Provided data:
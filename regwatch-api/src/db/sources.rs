//! Source persistence

use regwatch_common::db::{decode_list, encode_list};
use regwatch_common::events::{ChangeOperation, EventBus, RegwatchEvent};
use regwatch_common::models::{new_id, Source};
use regwatch_common::{time, Result};
use sqlx::sqlite::SqliteRow;
use sqlx::{QueryBuilder, Row, Sqlite, SqlitePool};
use tracing::debug;

const SELECT_SOURCES: &str = "SELECT id, source_url, tags, created_at, updated_at FROM sources";

#[derive(Clone)]
pub struct SourceRepository {
    pool: SqlitePool,
    event_bus: EventBus,
}

impl SourceRepository {
    pub fn new(pool: SqlitePool, event_bus: EventBus) -> Self {
        Self { pool, event_bus }
    }

    /// Insert an untagged source
    pub async fn insert(&self, source_url: &str) -> Result<Source> {
        let source = Source {
            id: new_id(),
            source_url: source_url.to_string(),
            tags: None,
            created_at: time::now(),
            updated_at: None,
        };

        sqlx::query(
            "INSERT INTO sources (id, source_url, tags, created_at, updated_at) VALUES (?, ?, NULL, ?, NULL)",
        )
        .bind(&source.id)
        .bind(&source.source_url)
        .bind(source.created_at)
        .execute(&self.pool)
        .await?;

        debug!("Inserted source {} ({})", source.id, source.source_url);
        self.publish(ChangeOperation::Insert, &source.id, Some(source.clone()));
        Ok(source)
    }

    pub async fn find_by_id(&self, id: &str) -> Result<Option<Source>> {
        let row = sqlx::query(&format!("{} WHERE id = ?", SELECT_SOURCES))
            .bind(id)
            .fetch_optional(&self.pool)
            .await?;

        row.as_ref().map(source_from_row).transpose()
    }

    pub async fn list_all(&self) -> Result<Vec<Source>> {
        let rows = sqlx::query(&format!("{} ORDER BY rowid", SELECT_SOURCES))
            .fetch_all(&self.pool)
            .await?;

        rows.iter().map(source_from_row).collect()
    }

    /// Sources with the given ids, in the order the ids were requested
    ///
    /// Unknown ids are skipped.
    pub async fn list_by_ids(&self, ids: &[String]) -> Result<Vec<Source>> {
        if ids.is_empty() {
            return Ok(Vec::new());
        }

        let mut query: QueryBuilder<Sqlite> =
            QueryBuilder::new(format!("{} WHERE id IN (", SELECT_SOURCES));
        let mut separated = query.separated(", ");
        for id in ids {
            separated.push_bind(id.clone());
        }
        separated.push_unseparated(")");

        let rows = query.build().fetch_all(&self.pool).await?;
        let mut sources = rows
            .iter()
            .map(source_from_row)
            .collect::<Result<Vec<_>>>()?;
        sources.sort_by_key(|source| ids.iter().position(|id| *id == source.id));
        Ok(sources)
    }

    pub async fn update_tags(&self, id: &str, tags: &[String]) -> Result<Option<Source>> {
        let result = sqlx::query("UPDATE sources SET tags = ?, updated_at = ? WHERE id = ?")
            .bind(encode_list(tags)?)
            .bind(time::now())
            .bind(id)
            .execute(&self.pool)
            .await?;

        if result.rows_affected() == 0 {
            return Ok(None);
        }

        let source = self.find_by_id(id).await?;
        if let Some(source) = &source {
            self.publish(ChangeOperation::Update, id, Some(source.clone()));
        }
        Ok(source)
    }

    /// Delete one source; returns false when it did not exist
    pub async fn delete(&self, id: &str) -> Result<bool> {
        let result = sqlx::query("DELETE FROM sources WHERE id = ?")
            .bind(id)
            .execute(&self.pool)
            .await?;

        let deleted = result.rows_affected() > 0;
        if deleted {
            debug!("Deleted source {}", id);
            self.publish(ChangeOperation::Delete, id, None);
        }
        Ok(deleted)
    }

    pub async fn delete_all(&self) -> Result<u64> {
        let ids: Vec<String> = sqlx::query_scalar("SELECT id FROM sources")
            .fetch_all(&self.pool)
            .await?;

        let result = sqlx::query("DELETE FROM sources")
            .execute(&self.pool)
            .await?;

        for id in &ids {
            self.publish(ChangeOperation::Delete, id, None);
        }
        Ok(result.rows_affected())
    }

    pub async fn count(&self) -> Result<i64> {
        let count: i64 = sqlx::query_scalar("SELECT COUNT(*) FROM sources")
            .fetch_one(&self.pool)
            .await?;
        Ok(count)
    }

    fn publish(&self, operation: ChangeOperation, id: &str, source: Option<Source>) {
        self.event_bus
            .emit_lossy(RegwatchEvent::source(operation, id, source));
    }
}

fn source_from_row(row: &SqliteRow) -> Result<Source> {
    let tags: Option<String> = row.try_get("tags")?;

    Ok(Source {
        id: row.try_get("id")?,
        source_url: row.try_get("source_url")?,
        tags: tags.as_deref().map(decode_list).transpose()?,
        created_at: row.try_get("created_at")?,
        updated_at: row.try_get("updated_at")?,
    })
}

Instructions to follow: All of the material must be reproduced exactly.

Final answer:
filename regwatch-api/src/db/sources.rs
//! Source persistence

use regwatch_common::db::{decode_list, encode_list};
use regwatch_common::events::{ChangeOperation, EventBus, RegwatchEvent};
use regwatch_common::models::{new_id, Source};
use regwatch_common::{time, Result};
use sqlx::sqlite::SqliteRow;
use sqlx::{QueryBuilder, Row, Sqlite, SqlitePool};
use tracing::debug;

const SELECT_SOURCES: &str = "SELECT id, source_url, tags, created_at, updated_at FROM sources";

#[derive(Clone)]
pub struct SourceRepository {
    pool: SqlitePool,
    event_bus: EventBus,
}

impl SourceRepository {
    pub fn new(pool: SqlitePool, event_bus: EventBus) -> Self {
        Self { pool, event_bus }
    }

    /// Insert an untagged source
    pub async fn insert(&self, source_url: &str) -> Result<Source> {
        let source = Source {
            id: new_id(),
            source_url: source_url.to_string(),
            tags: None,
            created_at: time::now(),
            updated_at: None,
        };

        sqlx::query(
            "INSERT INTO sources (id, source_url, tags, created_at, updated_at) VALUES (?, ?, NULL, ?, NULL)",
        )
        .bind(&source.id)
        .bind(&source.source_url)
        .bind(source.created_at)
        .execute(&self.pool)
        .await?;

        debug!("Inserted source {} ({})", source.id, source.source_url);
        self.publish(ChangeOperation::Insert, &source.id, Some(source.clone()));
        Ok(source)
    }

    pub async fn find_by_id(&self, id: &str) -> Result<Option<Source>> {
        let row = sqlx::query(&format!("{} WHERE id = ?", SELECT_SOURCES))
            .bind(id)
            .fetch_optional(&self.pool)
            .await?;

        row.as_ref().map(source_from_row).transpose()
    }

    pub async fn list_all(&self) -> Result<Vec<Source>> {
        let rows = sqlx::query(&format!("{} ORDER BY rowid", SELECT_SOURCES))
            .fetch_all(&self.pool)
            .await?;

        rows.iter().map(source_from_row).collect()
    }

    /// Sources with the given ids, in the order the ids were requested
    ///
    /// Unknown ids are skipped.
    pub async fn list_by_ids(&self, ids: &[String]) -> Result<Vec<Source>> {
        if ids.is_empty() {
            return Ok(Vec::new());
        }

        let mut query: QueryBuilder<Sqlite> =
            QueryBuilder::new(format!("{} WHERE id IN (", SELECT_SOURCES));
        let mut separated = query.separated(", ");
        for id in ids {
            separated.push_bind(id.clone());
        }
        separated.push_unseparated(")");

        let rows = query.build().fetch_all(&self.pool).await?;
        let mut sources = rows
            .iter()
            .map(source_from_row)
            .collect::<Result<Vec<_>>>()?;
        sources.sort_by_key(|source| ids.iter().position(|id| *id == source.id));
        Ok(sources)
    }

    pub async fn update_tags(&self, id: &str, tags: &[String]) -> Result<Option<Source>> {
        let result = sqlx::query("UPDATE sources SET tags = ?, updated_at = ? WHERE id = ?")
            .bind(encode_list(tags)?)
            .bind(time::now())
            .bind(id)
            .execute(&self.pool)
            .await?;

        if result.rows_affected() == 0 {
            return Ok(None);
        }

        let source = self.find_by_id(id).await?;
        if let Some(source) = &source {
            self.publish(ChangeOperation::Update, id, Some(source.clone()));
        }
        Ok(source)
    }

    /// Delete one source; returns false when it did not exist
    pub async fn delete(&self, id: &str) -> Result<bool> {
        let result = sqlx::query("DELETE FROM sources WHERE id = ?")
            .bind(id)
            .execute(&self.pool)
            .await?;

        let deleted = result.rows_affected() > 0;
        if deleted {
            debug!("Deleted source {}", id);
            self.publish(ChangeOperation::Delete, id, None);
        }
        Ok(deleted)
    }

    pub async fn delete_all(&self) -> Result<u64> {
        let ids: Vec<String> = sqlx::query_scalar("SELECT id FROM sources")
            .fetch_all(&self.pool)
            .await?;

        let result = sqlx::query("DELETE FROM sources")
            .execute(&self.pool)
            .await?;

        for id in &ids {
            self.publish(ChangeOperation::Delete, id, None);
        }
        Ok(result.rows_affected())
    }

    pub async fn count(&self) -> Result<i64> {
        let count: i64 = sqlx::query_scalar("SELECT COUNT(*) FROM sources")
            .fetch_one(&self.pool)
            .await?;
        Ok(count)
    }

    fn publish(&self, operation: ChangeOperation, id: &str, source: Option<Source>) {
        self.event_bus
            .emit_lossy(RegwatchEvent::source(operation, id, source));
    }
}

fn source_from_row(row: &SqliteRow) -> Result<Source> {
    let tags: Option<String> = row.try_get("tags")?;

    Ok(Source {
        id: row.try_get("id")?,
        source_url: row.try_get("source_url")?,
        tags: tags.as_deref().map(decode_list).transpose()?,
        created_at: row.try_get("created_at")?,
        updated_at: row.try_get("updated_at")?,
    })
}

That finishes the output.